- **What to do**: The response must consist of the records below, copied exactly.

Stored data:

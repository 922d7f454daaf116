//-
// Copyright (c) 2026, Jason Lingle
//
// This file is part of Duomail.
//
// Duomail is free software: you can  redistribute it and/or modify it under the
// terms of  the GNU General Public  License as published by  the Free Software
// Foundation, either version  3 of the License, or (at  your option) any later
// version.
//
// Duomail is distributed  in the hope that  it will be useful,  but WITHOUT ANY
// WARRANTY; without  even the implied  warranty of MERCHANTABILITY  or FITNESS
// FOR  A PARTICULAR  PURPOSE.  See the  GNU General  Public  License for  more
// details.
//
// You should have received a copy of the GNU General Public License along with
// Duomail. If not, see <http://www.gnu.org/licenses/>.

use std::io::{self, BufRead, Read};

use crate::support::error::Error;

/// The longest request line accepted, including the line ending.
pub const MAX_LINE: usize = 65536;

/// Reads newline-delimited requests from a client, one line per call.
pub struct LineReader {
    read: Box<dyn BufRead>,
    buf: Vec<u8>,
}

impl LineReader {
    pub fn new(read: Box<dyn BufRead>) -> Self {
        LineReader {
            read,
            buf: Vec::new(),
        }
    }

    /// Read the next line.
    ///
    /// Both DOS and UNIX newlines are accepted, and the line ending is not
    /// included in the result. Invalid UTF-8 is replaced rather than
    /// rejected.
    ///
    /// Returns `Ok(None)` if the peer closed the stream. A final line with no
    /// line ending at all is still returned as a line.
    ///
    /// If the line exceeds `MAX_LINE`, the rest of it is read and discarded
    /// and `Error::LineTooLong` is returned; the reader remains usable.
    pub fn read_line(&mut self) -> Result<Option<String>, Error> {
        self.buf.clear();
        let nread = self
            .read
            .by_ref()
            .take(MAX_LINE as u64)
            .read_until(b'\n', &mut self.buf)?;

        if 0 == nread {
            return Ok(None);
        }

        if !self.buf.ends_with(b"\n") {
            if nread < MAX_LINE {
                // EOF in the middle of a line
                return Ok(Some(String::from_utf8_lossy(&self.buf).into_owned()));
            }

            self.discard_rest_of_line()?;
            return Err(Error::LineTooLong);
        }

        self.buf.pop();
        if self.buf.ends_with(b"\r") {
            self.buf.pop();
        }

        Ok(Some(String::from_utf8_lossy(&self.buf).into_owned()))
    }

    fn discard_rest_of_line(&mut self) -> io::Result<()> {
        loop {
            self.buf.clear();
            let nread = self
                .read
                .by_ref()
                .take(MAX_LINE as u64)
                .read_until(b'\n', &mut self.buf)?;
            if 0 == nread || self.buf.ends_with(b"\n") {
                return Ok(());
            }
        }
    }
}

#[cfg(test)]
mod test {
    use super::*;

    fn reader(data: &[u8]) -> LineReader {
        LineReader::new(Box::new(io::Cursor::new(data.to_vec())))
    }

    #[test]
    fn line_endings() {
        let mut r = reader(b"USER alice\r\nPASS x\n\r\n\nlast");
        assert_eq!(Some("USER alice".to_owned()), r.read_line().unwrap());
        assert_eq!(Some("PASS x".to_owned()), r.read_line().unwrap());
        assert_eq!(Some(String::new()), r.read_line().unwrap());
        assert_eq!(Some(String::new()), r.read_line().unwrap());
        assert_eq!(Some("last".to_owned()), r.read_line().unwrap());
        assert_eq!(None, r.read_line().unwrap());
        assert_eq!(None, r.read_line().unwrap());
    }

    #[test]
    fn empty_stream() {
        assert_eq!(None, reader(b"").read_line().unwrap());
    }

    #[test]
    fn invalid_utf8_is_replaced() {
        let mut r = reader(b"NOOP \xFF\r\n");
        assert_eq!(Some("NOOP \u{FFFD}".to_owned()), r.read_line().unwrap());
    }

    #[test]
    fn overlong_line_is_skipped() {
        let mut data = vec![b'x'; MAX_LINE * 2 + 10];
        data.extend_from_slice(b"\r\nNOOP\r\n");
        let mut r = reader(&data);

        assert_matches!(Err(Error::LineTooLong), r.read_line());
        assert_eq!(Some("NOOP".to_owned()), r.read_line().unwrap());
        assert_eq!(None, r.read_line().unwrap());
    }
}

- **Answer box**:
repository 922d7f454daaf116
//-
// Copyright (c) 2026, Jason Lingle
//
// This file is part of Duomail.
//
// Duomail is free software: you can  redistribute it and/or modify it under the
// terms of  the GNU General Public  License as published by  the Free Software
// Foundation, either version  3 of the License, or (at  your option) any later
// version.
//
// Duomail is distributed  in the hope that  it will be useful,  but WITHOUT ANY
// WARRANTY; without  even the implied  warranty of MERCHANTABILITY  or FITNESS
// FOR  A PARTICULAR  PURPOSE.  See the  GNU General  Public  License for  more
// details.
//
// You should have received a copy of the GNU General Public License along with
// Duomail. If not, see <http://www.gnu.org/licenses/>.

use std::io::{self, BufRead, Read};

use crate::support::error::Error;

/// The longest request line accepted, including the line ending.
pub const MAX_LINE: usize = 65536;

/// Reads newline-delimited requests from a client, one line per call.
pub struct LineReader {
    read: Box<dyn BufRead>,
    buf: Vec<u8>,
}

impl LineReader {
    pub fn new(read: Box<dyn BufRead>) -> Self {
        LineReader {
            read,
            buf: Vec::new(),
        }
    }

    /// Read the next line.
    ///
    /// Both DOS and UNIX newlines are accepted, and the line ending is not
    /// included in the result. Invalid UTF-8 is replaced rather than
    /// rejected.
    ///
    /// Returns `Ok(None)` if the peer closed the stream. A final line with no
    /// line ending at all is still returned as a line.
    ///
    /// If the line exceeds `MAX_LINE`, the rest of it is read and discarded
    /// and `Error::LineTooLong` is returned; the reader remains usable.
    pub fn read_line(&mut self) -> Result<Option<String>, Error> {
        self.buf.clear();
        let nread = self
            .read
            .by_ref()
            .take(MAX_LINE as u64)
            .read_until(b'\n', &mut self.buf)?;

        if 0 == nread {
            return Ok(None);
        }

        if !self.buf.ends_with(b"\n") {
            if nread < MAX_LINE {
                // EOF in the middle of a line
                return Ok(Some(String::from_utf8_lossy(&self.buf).into_owned()));
            }

            self.discard_rest_of_line()?;
            return Err(Error::LineTooLong);
        }

        self.buf.pop();
        if self.buf.ends_with(b"\r") {
            self.buf.pop();
        }

        Ok(Some(String::from_utf8_lossy(&self.buf).into_owned()))
    }

    fn discard_rest_of_line(&mut self) -> io::Result<()> {
        loop {
            self.buf.clear();
            let nread = self
                .read
                .by_ref()
                .take(MAX_LINE as u64)
                .read_until(b'\n', &mut self.buf)?;
            if 0 == nread || self.buf.ends_with(b"\n") {
                return Ok(());
            }
        }
    }
}

#[cfg(test)]
mod test {
    use super::*;

    fn reader(data: &[u8]) -> LineReader {
        LineReader::new(Box::new(io::Cursor::new(data.to_vec())))
    }

    #[test]
    fn line_endings() {
        let mut r = reader(b"USER alice\r\nPASS x\n\r\n\nlast");
        assert_eq!(Some("USER alice".to_owned()), r.read_line().unwrap());
        assert_eq!(Some("PASS x".to_owned()), r.read_line().unwrap());
        assert_eq!(Some(String::new()), r.read_line().unwrap());
        assert_eq!(Some(String::new()), r.read_line().unwrap());
        assert_eq!(Some("last".to_owned()), r.read_line().unwrap());
        assert_eq!(None, r.read_line().unwrap());
        assert_eq!(None, r.read_line().unwrap());
    }

    #[test]
    fn empty_stream() {
        assert_eq!(None, reader(b"").read_line().unwrap());
    }

    #[test]
    fn invalid_utf8_is_replaced() {
        let mut r = reader(b"NOOP \xFF\r\n");
        assert_eq!(Some("NOOP \u{FFFD}".to_owned()), r.read_line().unwrap());
    }

    #[test]
    fn overlong_line_is_skipped() {
        let mut data = vec![b'x'; MAX_LINE * 2 + 10];
        data.extend_from_slice(b"\r\nNOOP\r\n");
        let mut r = reader(&data);

        assert_matches!(Err(Error::LineTooLong), r.read_line());
        assert_eq!(Some("NOOP".to_owned()), r.read_line().unwrap());
        assert_eq!(None, r.read_line().unwrap());
    }
}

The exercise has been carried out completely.